__Task description__.
Every line from the one containing "pub async fn add_spot(&self, kind: SpotKind)" to the one containing "fn clock() ->" in the records below, both included, must be set down exactly, and no other line.

Records from a data source:
╔══
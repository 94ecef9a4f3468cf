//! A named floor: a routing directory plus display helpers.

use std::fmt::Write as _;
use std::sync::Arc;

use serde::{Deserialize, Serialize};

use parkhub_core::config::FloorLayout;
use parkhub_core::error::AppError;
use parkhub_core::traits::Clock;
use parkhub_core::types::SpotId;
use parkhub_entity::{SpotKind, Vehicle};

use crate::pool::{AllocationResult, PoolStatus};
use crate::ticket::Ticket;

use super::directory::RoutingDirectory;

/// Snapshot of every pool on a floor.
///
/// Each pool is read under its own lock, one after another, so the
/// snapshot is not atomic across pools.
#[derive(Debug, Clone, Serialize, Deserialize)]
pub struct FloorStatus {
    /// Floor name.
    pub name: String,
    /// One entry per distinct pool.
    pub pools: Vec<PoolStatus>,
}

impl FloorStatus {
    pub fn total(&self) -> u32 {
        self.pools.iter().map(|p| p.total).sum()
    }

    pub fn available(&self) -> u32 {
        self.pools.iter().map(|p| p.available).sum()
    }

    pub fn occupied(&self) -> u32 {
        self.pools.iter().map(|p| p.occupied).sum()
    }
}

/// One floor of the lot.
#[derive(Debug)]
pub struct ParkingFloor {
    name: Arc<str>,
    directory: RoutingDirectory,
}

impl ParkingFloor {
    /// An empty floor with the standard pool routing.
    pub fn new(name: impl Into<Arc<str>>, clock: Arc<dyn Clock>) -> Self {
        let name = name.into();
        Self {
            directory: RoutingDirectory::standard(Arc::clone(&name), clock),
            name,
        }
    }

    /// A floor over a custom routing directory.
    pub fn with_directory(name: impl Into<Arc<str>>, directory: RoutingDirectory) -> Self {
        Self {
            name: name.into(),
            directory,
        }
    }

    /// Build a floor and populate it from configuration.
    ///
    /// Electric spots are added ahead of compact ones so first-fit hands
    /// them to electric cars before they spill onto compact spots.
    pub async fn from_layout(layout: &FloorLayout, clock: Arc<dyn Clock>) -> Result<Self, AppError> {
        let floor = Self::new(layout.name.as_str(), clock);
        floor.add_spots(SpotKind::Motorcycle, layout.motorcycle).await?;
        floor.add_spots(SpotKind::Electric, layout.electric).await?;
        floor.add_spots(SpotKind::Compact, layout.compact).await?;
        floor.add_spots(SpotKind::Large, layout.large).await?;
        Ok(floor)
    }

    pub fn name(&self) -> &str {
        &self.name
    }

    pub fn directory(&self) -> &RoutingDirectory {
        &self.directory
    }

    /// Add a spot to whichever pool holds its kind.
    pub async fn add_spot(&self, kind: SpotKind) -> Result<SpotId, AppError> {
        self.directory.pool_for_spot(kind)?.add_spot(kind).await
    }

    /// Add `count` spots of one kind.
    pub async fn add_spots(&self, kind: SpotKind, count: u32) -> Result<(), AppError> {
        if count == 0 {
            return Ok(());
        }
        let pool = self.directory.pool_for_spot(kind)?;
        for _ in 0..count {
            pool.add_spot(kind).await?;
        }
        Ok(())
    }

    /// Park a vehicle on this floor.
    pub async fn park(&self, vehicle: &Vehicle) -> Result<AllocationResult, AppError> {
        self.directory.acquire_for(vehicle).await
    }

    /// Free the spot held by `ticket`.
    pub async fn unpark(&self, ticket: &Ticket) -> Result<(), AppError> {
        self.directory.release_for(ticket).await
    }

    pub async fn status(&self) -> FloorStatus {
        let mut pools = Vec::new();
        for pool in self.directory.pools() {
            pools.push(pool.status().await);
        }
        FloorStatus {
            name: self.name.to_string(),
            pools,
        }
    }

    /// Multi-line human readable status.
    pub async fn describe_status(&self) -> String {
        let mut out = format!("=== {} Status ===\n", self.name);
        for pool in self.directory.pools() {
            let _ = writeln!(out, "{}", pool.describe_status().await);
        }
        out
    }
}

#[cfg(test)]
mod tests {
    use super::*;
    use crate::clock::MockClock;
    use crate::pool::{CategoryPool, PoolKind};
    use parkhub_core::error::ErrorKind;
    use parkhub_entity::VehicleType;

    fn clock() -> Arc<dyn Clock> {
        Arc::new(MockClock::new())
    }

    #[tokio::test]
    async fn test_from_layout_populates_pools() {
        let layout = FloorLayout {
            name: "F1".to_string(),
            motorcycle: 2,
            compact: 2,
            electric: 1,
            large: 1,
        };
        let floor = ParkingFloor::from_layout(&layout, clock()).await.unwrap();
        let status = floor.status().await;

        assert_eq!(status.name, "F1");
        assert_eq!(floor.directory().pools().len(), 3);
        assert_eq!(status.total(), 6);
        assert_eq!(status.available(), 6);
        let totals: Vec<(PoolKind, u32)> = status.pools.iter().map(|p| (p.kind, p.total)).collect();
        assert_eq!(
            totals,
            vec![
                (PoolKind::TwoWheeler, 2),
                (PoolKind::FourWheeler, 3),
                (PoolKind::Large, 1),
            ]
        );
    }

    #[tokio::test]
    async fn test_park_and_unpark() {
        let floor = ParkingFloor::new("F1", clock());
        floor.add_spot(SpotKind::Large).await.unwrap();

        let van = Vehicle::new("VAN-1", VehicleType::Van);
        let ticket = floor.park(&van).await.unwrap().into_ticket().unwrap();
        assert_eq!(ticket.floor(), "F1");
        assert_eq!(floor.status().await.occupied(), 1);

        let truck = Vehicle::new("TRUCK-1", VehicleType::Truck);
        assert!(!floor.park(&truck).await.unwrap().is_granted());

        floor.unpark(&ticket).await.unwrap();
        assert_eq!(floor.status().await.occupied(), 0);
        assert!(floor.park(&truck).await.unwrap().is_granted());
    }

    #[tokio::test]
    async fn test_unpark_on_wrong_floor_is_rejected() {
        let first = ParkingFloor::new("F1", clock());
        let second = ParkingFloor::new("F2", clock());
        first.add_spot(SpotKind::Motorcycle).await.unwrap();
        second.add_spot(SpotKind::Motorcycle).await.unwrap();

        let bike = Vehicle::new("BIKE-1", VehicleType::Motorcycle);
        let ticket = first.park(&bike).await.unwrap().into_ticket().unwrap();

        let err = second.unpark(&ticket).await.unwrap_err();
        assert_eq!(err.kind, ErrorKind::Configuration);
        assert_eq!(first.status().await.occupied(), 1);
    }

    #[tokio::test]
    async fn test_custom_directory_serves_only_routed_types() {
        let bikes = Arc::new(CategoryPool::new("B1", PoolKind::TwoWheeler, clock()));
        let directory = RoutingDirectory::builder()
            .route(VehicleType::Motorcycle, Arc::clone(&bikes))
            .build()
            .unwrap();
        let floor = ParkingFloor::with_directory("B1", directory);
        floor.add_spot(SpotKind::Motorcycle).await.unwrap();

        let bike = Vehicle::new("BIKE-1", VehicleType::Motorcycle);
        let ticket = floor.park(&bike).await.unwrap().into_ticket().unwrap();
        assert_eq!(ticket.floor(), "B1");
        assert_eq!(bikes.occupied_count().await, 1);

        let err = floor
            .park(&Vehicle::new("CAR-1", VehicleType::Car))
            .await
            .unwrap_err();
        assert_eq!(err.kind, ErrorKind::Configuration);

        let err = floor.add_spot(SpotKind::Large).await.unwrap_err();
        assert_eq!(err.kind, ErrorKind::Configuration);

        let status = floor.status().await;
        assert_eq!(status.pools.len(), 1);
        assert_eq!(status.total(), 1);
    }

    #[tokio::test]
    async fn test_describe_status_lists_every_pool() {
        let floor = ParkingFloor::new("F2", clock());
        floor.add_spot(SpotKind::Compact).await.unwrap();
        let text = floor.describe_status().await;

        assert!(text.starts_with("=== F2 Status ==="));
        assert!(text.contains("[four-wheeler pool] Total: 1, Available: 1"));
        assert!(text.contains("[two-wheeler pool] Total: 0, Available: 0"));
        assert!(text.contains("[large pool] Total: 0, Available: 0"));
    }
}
╚══
__Task result__.
    pub async fn add_spot(&self, kind: SpotKind) -> Result<SpotId, AppError> {
        self.directory.pool_for_spot(kind)?.add_spot(kind).await
    }

    /// Add `count` spots of one kind.
    pub async fn add_spots(&self, kind: SpotKind, count: u32) -> Result<(), AppError> {
        if count == 0 {
            return Ok(());
        }
        let pool = self.directory.pool_for_spot(kind)?;
        for _ in 0..count {
            pool.add_spot(kind).await?;
        }
        Ok(())
    }

    /// Park a vehicle on this floor.
    pub async fn park(&self, vehicle: &Vehicle) -> Result<AllocationResult, AppError> {
        self.directory.acquire_for(vehicle).await
    }

    /// Free the spot held by `ticket`.
    pub async fn unpark(&self, ticket: &Ticket) -> Result<(), AppError> {
        self.directory.release_for(ticket).await
    }

    pub async fn status(&self) -> FloorStatus {
        let mut pools = Vec::new();
        for pool in self.directory.pools() {
            pools.push(pool.status().await);
        }
        FloorStatus {
            name: self.name.to_string(),
            pools,
        }
    }

    /// Multi-line human readable status.
    pub async fn describe_status(&self) -> String {
        let mut out = format!("=== {} Status ===\n", self.name);
        for pool in self.directory.pools() {
            let _ = writeln!(out, "{}", pool.describe_status().await);
        }
        out
    }
}

#[cfg(test)]
mod tests {
    use super::*;
    use crate::clock::MockClock;
    use crate::pool::{CategoryPool, PoolKind};
    use parkhub_core::error::ErrorKind;
    use parkhub_entity::VehicleType;

    fn clock() -> Arc<dyn Clock> {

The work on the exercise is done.